Prof. Dr. Dr. Jan Schwab

Group Leader Spinal Cord Injury

CCM: Campus Charité Mitte

Research Team

Marcel Kopp

Scientist

Spinal Cord Injury Research

Spinal cord injury (SCI) is a tremendous incident in everyone's life. The patients suffer from neurologic deficits such as sensory and/or motor paralysis but also disorders of the vegetative nervous system (Schwab et al., 2006). Even though some of the predominantly young patients recover and return to a mostly independent life, in most cases a lifelong handicap remains. Despite fundamental progress in basic, cellular and molecular research in the last years only little is known about pathophysiological processes following spinal cord injury in humans (Schwab et al., 2006). Given the translational character the Spinal Cord Injury group is an associated member of the "European Multicenter Study about Spinal Cord Injury (EMSCI)".

Methods

Clinical trials

Design and conduction of diagnostic and interventional mono-/and multicentric randomized trials in patients following spinal cord injury

Experimental models

  • SCI-models (contusion, transection)
  • Pneumonia model (Streptococcus pneumoniae)
  • Peritonitis model

Cell- and molecular biology

  • Gene expression analysis (qPCR, Western Blot)
  • FACS analysis
  • Immunohistochemistry (single and double labeling)

Topics and ongoing projects

Spinal Cord Injury (SCI): Regeneration

Impermissive mileu for axonal outgrowth is composed by stop signs located in the scar and in the CNS myelin. Schwab et al., 2006. Prog Neurobiol
Substrate for regeneration: dystrophic axons following SCI (axonal tracing, BDA).
Substrate for regeneration: dystrophic axons (dark bulbs) at the lesion site following SCI (axonal tracing, BDA). Schwab et al., 2006. Prog Neurobiol

The main cause of the severity of SCI is the failure of axonal regeneration and restricted plasticity. It is well known, that the inhibitory environment repulses the axonal outgrowth following SCI.
Identification and blockade of these inhibitors may lead to axonal regeneration and gain of neurological function (Schwab et al., 2006). In addition, we investigate pathophysiological degenerative processes in in vivo models of SCI. Given distinct post-injury tissue responses putatively leading to differing therapeutic time frames.


These findings will be compared to humans. One aspect is the secondary subacute inflammatory process.
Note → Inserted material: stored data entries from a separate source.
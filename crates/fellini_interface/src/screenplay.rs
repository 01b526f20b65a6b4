//! Execution result types for screenplay generation.

use fellini_core::Timestamp;
use serde::{Deserialize, Serialize};

/// One completed scene in the registry.
///
/// Scenes are indexed from 1 in generation order. The registry grows
/// monotonically during a run and is read-only once the run completes.
#[derive(Debug, Clone, PartialEq, Serialize, Deserialize)]
pub struct SceneRecord {
    /// Position in the screenplay, starting at 1
    pub index: usize,
    /// The detailed scene text
    pub script: String,
    /// Estimated screen-time duration
    pub duration: Timestamp,
    /// Visual prompt describing the scene's key image
    pub image_prompt: String,
}

/// Complete result of one screenplay generation run.
#[derive(Debug, Clone, PartialEq, Serialize, Deserialize)]
pub struct ScreenplayExecution {
    /// The story idea that seeded the run
    pub story_idea: String,
    /// Requested film length in minutes
    pub length_minutes: u32,
    /// Creative direction established for the film
    pub creative_direction: String,
    /// Character profiles
    pub characters: String,
    /// Plot description
    pub plot: String,
    /// Scene registry in index order
    pub scenes: Vec<SceneRecord>,
    /// The assembled screenplay document
    pub document: String,
}

impl ScreenplayExecution {
    /// Total estimated runtime across all scenes, in seconds.
    pub fn total_duration_seconds(&self) -> u64 {
        self.scenes.iter().map(|s| s.duration.total_seconds()).sum()
    }
}
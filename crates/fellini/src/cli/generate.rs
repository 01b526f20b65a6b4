//! Generate command handler.

use super::{GenerateArgs, OutputFormat};
use fellini::{
    Director, FelliniConfig, FelliniResult, FileSystemWorkspace, GeminiClient, ScreenplayStore,
    TracingSink,
};
use std::sync::Arc;

/// Run the full screenplay pipeline for a story idea.
pub async fn handle_generate(args: GenerateArgs) -> FelliniResult<()> {
    // Load configuration, then apply CLI overrides
    let mut config = match &args.config {
        Some(path) => FelliniConfig::from_file(path)?,
        None => FelliniConfig::load()?,
    };
    if let Some(model) = &args.model {
        config = config.with_model(model.clone());
    }
    if let Some(data_dir) = &args.data_dir {
        config = config.with_data_dir(data_dir.to_string_lossy().into_owned());
    }

    tracing::info!(
        minutes = args.minutes,
        data_dir = %config.data_dir(),
        "Generating screenplay"
    );

    let driver = match config.generation().model() {
        Some(model) => GeminiClient::with_default_model(model.clone())?,
        None => GeminiClient::new()?,
    };
    let store = FileSystemWorkspace::new(config.data_dir())?;
    let director = Director::new(driver, store, Arc::new(TracingSink), config);

    let execution = director.execute(&args.idea, args.minutes).await?;

    match args.format {
        OutputFormat::Human => {
            println!("\nScreenplay Generation Summary:");
            println!("==============================");
            println!("Story idea: {}", execution.story_idea);
            println!("Target length: {} minutes", execution.length_minutes);
            println!("Scenes: {}", execution.scenes.len());
            println!(
                "Estimated runtime: {}:{:02}",
                execution.total_duration_seconds() / 60,
                execution.total_duration_seconds() % 60
            );
            if let Some(run) = director.store().active_run() {
                println!("Run directory: {}", run.display());
            }
            println!();
            println!("{}", execution.document);
        }
        OutputFormat::Json => {
            let json = serde_json::to_string_pretty(&execution).expect("execution serializes");
            println!("{}", json);
        }
    }

    if args.archive {
        let archive = director.store().archive_run().await?;
        println!("Archived run to {}", archive.display());
    }

    Ok(())
}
Another aim is to protect the intrinsic recovery potential of injured nerve fibers following SCI, which is jeopardized by extrinsic factors such as infections (see below). In addition, visualizing the translational character, a prospective multicenter diagnostic trial but also a randomized placebo-controlled interventional trial is conducted.
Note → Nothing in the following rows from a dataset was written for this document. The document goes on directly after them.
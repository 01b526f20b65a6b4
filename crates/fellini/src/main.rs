//! Fellini CLI binary.
//!
//! This binary provides command-line access to the screenplay pipeline:
//! generate a screenplay from a story idea and a target length, optionally
//! bundling the run directory into a zip archive.

use clap::Parser;

mod cli;

#[tokio::main]
async fn main() -> Result<(), Box<dyn std::error::Error>> {
    use cli::{Cli, Commands, handle_generate};

    // Load .env for GEMINI_API_KEY before anything touches the environment
    dotenvy::dotenv().ok();

    // Parse command-line arguments
    let cli = Cli::parse();

    // Initialize tracing
    let log_level = if cli.verbose {
        tracing::Level::DEBUG
    } else {
        tracing::Level::INFO
    };

    tracing_subscriber::fmt()
        .with_max_level(log_level)
        .with_target(false)
        .init();

    // Execute the requested command
    match cli.command {
        Commands::Generate(args) => {
            handle_generate(args).await?;
        }
    }

    Ok(())
}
Spinal Cord Injury-induced Immune Depression Syndrome (SCI-IDS)

Neurogenic immune deficiency following SCI (i) occurs early within 24h, (ii) affects cells of the adaptive and innate immune system, and (iii) is most pronounced during the first week after SCI. Schwab et al., 2006. Prog Neurobiol, 78, 91-116

Infections, i.e. pneumonia and urinary tract infections, are a leading cause of morbidity and mortality but also may dampen the intrinsic recovery potential in patients with acute spinal cord injury. It has recently become clear that SCI might increase susceptibility to infections by central nervous system (CNS)-specific mechanisms: CNS-injury induces a disturbance of the normally well-balanced interplay between the immune system and the CNS (Meisel et al., 2005).
As a result, also SCI may lead to a secondary immunodeficiency, referred to as SCI injury-induced immunodepression syndrome (Riegger et al., 2007, 2009). Our research team investigates the qualitative and quantitative aspects of immune depression triggered by SCI, referring to functional impairment of innate and specific immune functions. Here different experimental models of SCI and pneumonia are used. This enables the detection of underlying SCI-specific "neurogenic" mechanisms of the elicited immune depression and ways of pharmacological intervention. The impact of fascilitated infections on secondary damage and intrinsic recovery potential is under investigation.
Furthermore, for the identification of novel clinical strategies we are realizing a SCI-IDS clinical trial as a bedside to bench and to bedside project in order to characterize the SCI-IDS pathoimmunology and phenotype in humans in more detail. These strategies aim to provide novel targets for future pharmacological interventions in order to prevent infections limiting the intrinsic recovery potential.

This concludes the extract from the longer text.